Last week I was lucky enough to attend a small room presentation by Joshua S. Bloom. He went through a tour de force in data science. He had to figure out a lot of this not because of the trendy big data problems and approaches that we see in just about every new vendor that pops up in the security space, but because he had so much data flowing in from telescopes and other apparatus that doing good data science was his only defense. He’s translated that learning into a company focused on harnessing machine learning for business, Wise.io. And he suggested two excellent free follow up reading assignments:
- “On Being a Data Skeptic” by Cathy O’Neil
- “Machine Learning: The High Interest Credit Card of Technical Debt” published by Google Research with a collaboration of many authors.
I also highly recommend both. Mark Twain said that education is “that which reveals to the wise, and conceals from the stupid, the vast limits of their knowledge.” I thought I knew a bit about big data, data science, machine learning, and other advanced analytics topics going into this lecture. After the lecture and reading these pieces, I understand just how much there is yet to be learned.

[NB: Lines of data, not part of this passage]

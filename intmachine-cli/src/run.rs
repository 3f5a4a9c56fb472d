// SPDX-FileCopyrightText: 2026 Eli Array Minkoff
//
// SPDX-License-Identifier: 0BSD

//! Run a single program, with inputs from the command line or from a prompt

use anyhow::{Context, Result, anyhow};
use clap::{ArgAction, Parser, ValueHint};
use intmachine::io::{InputQueue, OutputPort, PortError, Prompt};
use intmachine::prelude::*;
use std::io::{self, Write};
use std::path::PathBuf;

use crate::load_program;

#[derive(Debug, Parser)]
pub(crate) struct RunArgs {
    /// File containing the program to run, or "-" to read it from stdin
    #[arg(value_name = "PROGRAM", value_hint = ValueHint::FilePath)]
    program: PathBuf,
    /// Provide an input value. Can be passed multiple times, and values are consumed in order.
    #[arg(short, long = "input", value_name = "N", allow_negative_numbers = true)]
    inputs: Vec<i64>,
    /// Write VALUE to address ADDR before running
    #[arg(short = 's', long = "set", value_name = "ADDR=VALUE", value_parser = parse_patch)]
    patches: Vec<(i64, i64)>,
    /// Print the value at ADDR after the program halts
    #[arg(short = 'p', long = "peek", value_name = "ADDR")]
    peeks: Vec<i64>,
    /// Prompt for each input on stdin instead of taking them from --input
    #[arg(short = 'I', long, action = ArgAction::SetTrue, conflicts_with = "inputs")]
    interactive: bool,
    /// Print a trace of every executed instruction to stderr once the program stops
    #[arg(short, long, action = ArgAction::SetTrue)]
    trace: bool,
}

fn parse_patch(s: &str) -> Result<(i64, i64)> {
    let (addr, value) = s
        .split_once('=')
        .ok_or_else(|| anyhow!("expected ADDR=VALUE, found {s:?}"))?;
    Ok((
        addr.trim().parse().context("invalid address")?,
        value.trim().parse().context("invalid value")?,
    ))
}

/// Writes each output to stdout as soon as it's produced
struct Printer(io::Stdout);

impl OutputPort for Printer {
    fn deliver_output(&mut self, value: i64) -> Result<(), PortError> {
        writeln!(self.0, "{value}")?;
        self.0.flush()?;
        Ok(())
    }
}

impl RunArgs {
    pub(crate) fn run(&self) -> Result<()> {
        let program = load_program(&self.program)?;
        let mut machine = Machine::from_program(&program);
        for &(addr, value) in &self.patches {
            machine
                .poke(addr, value)
                .with_context(|| format!("failed to set address {addr}"))?;
        }

        if self.trace {
            machine.start_trace();
        }

        let mut printer = Printer(io::stdout());
        let outcome = if self.interactive {
            machine.run(&mut Prompt::stdio(), &mut printer)
        } else {
            machine.run(&mut self.inputs.iter().copied().collect::<InputQueue>(), &mut printer)
        };

        if let Some(trace) = machine.end_trace() {
            eprint!("{trace}");
        }

        let state = outcome.with_context(|| {
            format!(
                "machine stopped at pc = {}, rb = {}",
                machine.program_counter(),
                machine.relative_base()
            )
        })?;
        log::debug!("machine stopped in state {state:?}");

        for &addr in &self.peeks {
            let value = machine
                .peek(addr)
                .with_context(|| format!("failed to peek at address {addr}"))?;
            println!("[{addr}] = {value}");
        }
        Ok(())
    }
}

#[cfg(test)]
mod tests {
    use super::*;

    #[test]
    fn patches() {
        assert_eq!(parse_patch("1=12").unwrap(), (1, 12));
        assert_eq!(parse_patch(" 2 = -3 ").unwrap(), (2, -3));
        assert!(parse_patch("12").is_err());
        assert!(parse_patch("x=1").is_err());
    }

    #[test]
    fn interactive_conflicts_with_inputs() {
        assert!(RunArgs::try_parse_from(["run", "prog", "-i", "1", "--interactive"]).is_err());
        let args = RunArgs::try_parse_from(["run", "prog", "-i", "-5", "-s", "1=2", "-p", "0"])
            .unwrap();
        assert_eq!(args.inputs, [-5]);
        assert_eq!(args.patches, [(1, 2)]);
        assert_eq!(args.peeks, [0]);
    }
}
// SPDX-FileCopyrightText: 2026 Eli Array Minkoff
//
// SPDX-License-Identifier: 0BSD

//! Records of executed instructions
//!
//! See [`Machine::start_trace`](crate::Machine::start_trace).

use intmachine_core::Instruction;
use itertools::Itertools;
use std::fmt::{self, Display};

/// A single executed instruction
#[derive(Debug, Clone, PartialEq, Eq)]
pub struct TraceEntry {
    /// The address of the instruction word
    pub pc: i64,
    /// The decoded instruction word
    pub instruction: Instruction,
    /// The relative base when the instruction started executing
    pub relative_base: i64,
    /// The raw parameters, as stored in memory
    pub params: Vec<i64>,
    /// The resolved parameters: values for parameters that are read, and addresses for the
    /// parameter that is written to
    pub resolved: Vec<i64>,
}

impl Display for TraceEntry {
    fn fmt(&self, f: &mut fmt::Formatter<'_>) -> fmt::Result {
        write!(f, "{}: {}", self.pc, self.instruction.opcode)?;
        if !self.params.is_empty() {
            write!(
                f,
                " {}",
                self.params
                    .iter()
                    .zip(self.instruction.modes)
                    .format_with(", ", |(param, mode), f| f(&format_args!("{mode}{param}")))
            )?;
        }
        write!(f, " (rb = {})", self.relative_base)
    }
}

/// A sequence of executed instructions, oldest first
#[derive(Debug, Clone, PartialEq, Eq, Default)]
pub struct Trace(pub Vec<TraceEntry>);

impl Trace {
    pub(crate) fn push(&mut self, entry: TraceEntry) {
        self.0.push(entry);
    }
}

impl Display for Trace {
    fn fmt(&self, f: &mut fmt::Formatter<'_>) -> fmt::Result {
        for entry in &self.0 {
            writeln!(f, "{entry}")?;
        }
        Ok(())
    }
}
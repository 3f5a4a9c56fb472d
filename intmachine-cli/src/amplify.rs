// SPDX-FileCopyrightText: 2026 Eli Array Minkoff
//
// SPDX-License-Identifier: 0BSD

use anyhow::{Result, bail};
use clap::{ArgAction, Parser, ValueHint};
use intmachine::host::{self, ChainMode};
use itertools::Itertools;
use std::path::PathBuf;

use crate::load_program;

#[derive(Debug, Parser)]
pub(crate) struct AmplifyArgs {
    /// File containing the amplifier program, or "-" to read it from stdin
    #[arg(value_name = "PROGRAM", value_hint = ValueHint::FilePath)]
    program: PathBuf,
    /// Connect the last amplifier back to the first, running each on its own thread
    #[arg(short, long, action = ArgAction::SetTrue)]
    feedback: bool,
    /// Phase settings to try, in every order
    ///
    /// Defaults to 0,1,2,3,4, or 5,6,7,8,9 with --feedback
    #[arg(
        short,
        long,
        value_name = "PHASES",
        value_delimiter = ',',
        allow_negative_numbers = true
    )]
    phases: Option<Vec<i64>>,
    /// Use PHASES in the order given, rather than trying every order
    #[arg(short, long, action = ArgAction::SetTrue, requires = "phases")]
    exact: bool,
    /// Signal sent to the first amplifier
    #[arg(short, long, default_value_t = 0, allow_negative_numbers = true)]
    signal: i64,
}

impl AmplifyArgs {
    fn mode(&self) -> ChainMode {
        if self.feedback {
            ChainMode::Feedback
        } else {
            ChainMode::Single
        }
    }

    fn phases(&self) -> Vec<i64> {
        match (&self.phases, self.mode()) {
            (Some(phases), _) => phases.clone(),
            (None, ChainMode::Single) => (0..5).collect(),
            (None, ChainMode::Feedback) => (5..10).collect(),
        }
    }

    pub(crate) fn run(&self) -> Result<()> {
        let program = load_program(&self.program)?;
        let phases = self.phases();

        let (phases, signal) = if self.exact {
            let signal = match self.mode() {
                ChainMode::Single => host::amplifier_chain(&program, &phases, self.signal)?,
                ChainMode::Feedback => host::feedback_loop(&program, &phases, self.signal)?,
            };
            (phases, signal)
        } else {
            let Some(best) =
                host::best_phase_setting(&program, &phases, self.signal, self.mode())?
            else {
                bail!("no phases to try");
            };
            best
        };

        println!("{}: {signal}", phases.iter().format(","));
        Ok(())
    }
}
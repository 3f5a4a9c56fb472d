// SPDX-FileCopyrightText: 2024 - 2026 Eli Array Minkoff
//
// SPDX-License-Identifier: 0BSD

//! The memory of a single machine: the loaded program, plus a sparse overflow store for every
//! address past its end.

use std::collections::HashMap;
use std::error::Error;
use std::fmt::{self, Display};
use std::ops::Range;

#[repr(transparent)]
/// Attempted to access the contained negative memory address
#[derive(Debug, PartialEq, Eq, Clone, Copy)]
pub struct NegativeAddress(pub i64);

impl Display for NegativeAddress {
    fn fmt(&self, f: &mut fmt::Formatter<'_>) -> fmt::Result {
        write!(f, "could not access negative address {}", self.0)
    }
}

impl Error for NegativeAddress {}

// kept in its own module so that visibility rules prevent accidentally creating an Address with a
// negative value
mod address {
    #[derive(Debug, PartialEq, Eq, Hash, PartialOrd, Ord, Clone, Copy)]
    /// A non-negative i64, usable as an index into machine memory
    pub struct Address(i64);
    impl Address {
        /// Create a new [`Address`]. If `n` is negative, returns [None]
        #[inline]
        #[must_use]
        pub const fn new(n: i64) -> Option<Self> {
            if n < 0 { None } else { Some(Self(n)) }
        }

        /// get the inner [i64]
        #[inline]
        #[must_use]
        pub const fn get(&self) -> i64 {
            self.0
        }
    }
}

pub use address::Address;

impl TryFrom<i64> for Address {
    type Error = NegativeAddress;
    fn try_from(n: i64) -> Result<Self, Self::Error> {
        Address::new(n).ok_or(NegativeAddress(n))
    }
}

/// Machine memory
///
/// Addresses below [`len_primary`](Memory::len_primary) are stored contiguously; everything else
/// lives in a hash map, and reads as `0` until it's written.
///
/// ```
/// use intmachine::Memory;
/// let mut mem = Memory::new(vec![1, 2, 3]);
/// assert_eq!(mem.read(1), Ok(2));
/// assert_eq!(mem.read(1_000_000), Ok(0));
/// mem.write(1_000_000, 5).unwrap();
/// assert_eq!(mem.read(1_000_000), Ok(5));
/// assert!(mem.read(-1).is_err());
/// ```
#[derive(Debug, Clone, PartialEq, Eq, Default)]
pub struct Memory {
    primary: Vec<i64>,
    overflow: HashMap<Address, i64>,
}

impl Memory {
    /// Create memory with `primary` as its contiguous segment
    #[must_use]
    pub fn new(primary: Vec<i64>) -> Self {
        Self {
            primary,
            overflow: HashMap::new(),
        }
    }

    fn primary_index(&self, addr: Address) -> Option<usize> {
        usize::try_from(addr.get())
            .ok()
            .filter(|&i| i < self.primary.len())
    }

    /// Read the value at `addr`
    ///
    /// # Errors
    ///
    /// If `addr` is negative, returns a [`NegativeAddress`] error
    pub fn read(&self, addr: i64) -> Result<i64, NegativeAddress> {
        let addr = Address::try_from(addr)?;
        Ok(self.get(addr))
    }

    /// Read the value at an already-validated address
    #[must_use]
    pub fn get(&self, addr: Address) -> i64 {
        match self.primary_index(addr) {
            Some(i) => self.primary[i],
            None => self.overflow.get(&addr).copied().unwrap_or_default(),
        }
    }

    /// Write `value` to `addr`
    ///
    /// # Errors
    ///
    /// If `addr` is negative, returns a [`NegativeAddress`] error and leaves memory unchanged
    pub fn write(&mut self, addr: i64, value: i64) -> Result<(), NegativeAddress> {
        let addr = Address::try_from(addr)?;
        self.set(addr, value);
        Ok(())
    }

    /// Write `value` to an already-validated address
    pub fn set(&mut self, addr: Address, value: i64) {
        match self.primary_index(addr) {
            Some(i) => self.primary[i] = value,
            None => {
                self.overflow.insert(addr, value);
            }
        }
    }

    /// The length of the contiguous segment, which is the length of the loaded program
    #[must_use]
    pub fn len_primary(&self) -> usize {
        self.primary.len()
    }

    /// The contiguous segment
    #[must_use]
    pub fn primary(&self) -> &[i64] {
        &self.primary
    }

    /// The number of cells written past the end of the contiguous segment
    #[must_use]
    pub fn overflow_len(&self) -> usize {
        self.overflow.len()
    }

    /// Copy out a range of memory, with unset cells as `0`
    ///
    /// ```
    /// use intmachine::Memory;
    /// let mut mem = Memory::new(vec![7, 8]);
    /// mem.write(3, 9).unwrap();
    /// assert_eq!(mem.get_range(1..5), Ok(vec![8, 0, 9, 0]));
    /// ```
    ///
    /// # Errors
    ///
    /// If the range starts at a negative address, returns [`NegativeAddress`] containing that
    /// address.
    pub fn get_range(&self, range: Range<i64>) -> Result<Vec<i64>, NegativeAddress> {
        Address::try_from(range.start)?;
        Ok(range
            .filter_map(Address::new)
            .map(|addr| self.get(addr))
            .collect())
    }
}

impl From<Vec<i64>> for Memory {
    fn from(primary: Vec<i64>) -> Self {
        Self::new(primary)
    }
}

impl FromIterator<i64> for Memory {
    fn from_iter<T: IntoIterator<Item = i64>>(iter: T) -> Self {
        Self::new(iter.into_iter().collect())
    }
}

#[cfg(test)]
mod tests {
    use super::*;

    #[test]
    fn primary_writes_stay_primary() {
        let mut mem = Memory::new(vec![0; 4]);
        mem.write(3, 42).unwrap();
        assert_eq!(mem.primary(), &[0, 0, 0, 42]);
        assert_eq!(mem.overflow_len(), 0);
    }

    #[test]
    fn sparse_reads_and_writes() {
        let mut mem = Memory::new(vec![1, 2]);
        assert_eq!(mem.read(2), Ok(0));
        assert_eq!(mem.read(i64::MAX), Ok(0));
        mem.write(2, -7).unwrap();
        mem.write(i64::MAX, 11).unwrap();
        assert_eq!(mem.read(2), Ok(-7));
        assert_eq!(mem.read(i64::MAX), Ok(11));
        assert_eq!(mem.primary(), &[1, 2]);
        assert_eq!(mem.overflow_len(), 2);
    }

    #[test]
    fn negative_addresses_rejected() {
        let mut mem = Memory::new(vec![1]);
        assert_eq!(mem.read(-1), Err(NegativeAddress(-1)));
        assert_eq!(mem.write(-5, 1), Err(NegativeAddress(-5)));
        assert_eq!(mem.get_range(-1..1), Err(NegativeAddress(-1)));
        assert_eq!(mem, Memory::new(vec![1]));
    }
}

I’ve already noted just how many companies at this year’s RSA Conference were pushing an analytics theme in their message. We were, too, in a way. When we talk about analytics it’s with a small “a.” We take our own data and use specific analysis to determine if a certain type of horizontal movement attack may be in progress, or if a certain user may be the probable owner of a file share. This is analysis for sure, but it’s not the kind of data science they’re using to find new supernovae events in the night sky. Many are claiming they use that style of analysis. Maybe some do. But it seems to me they have a big data problem. Not #bigdata as in the hashtag, but they have a data problem that’s pretty big. Many of these security-focused analysis vendors use SIEM and other aggregation systems for their data sources, and others go right to logs and systems of record. But anyone who has been dealing with those systems knows they all have a big data hygiene issue. We know because we’re in the business of giving SIEM, IAM, and other systems these analysis players tap into better, more contextualized data so they can increase their scope and accuracy. I may have a lot left to learn about data science, but it seems like having good data from the start is a requirement.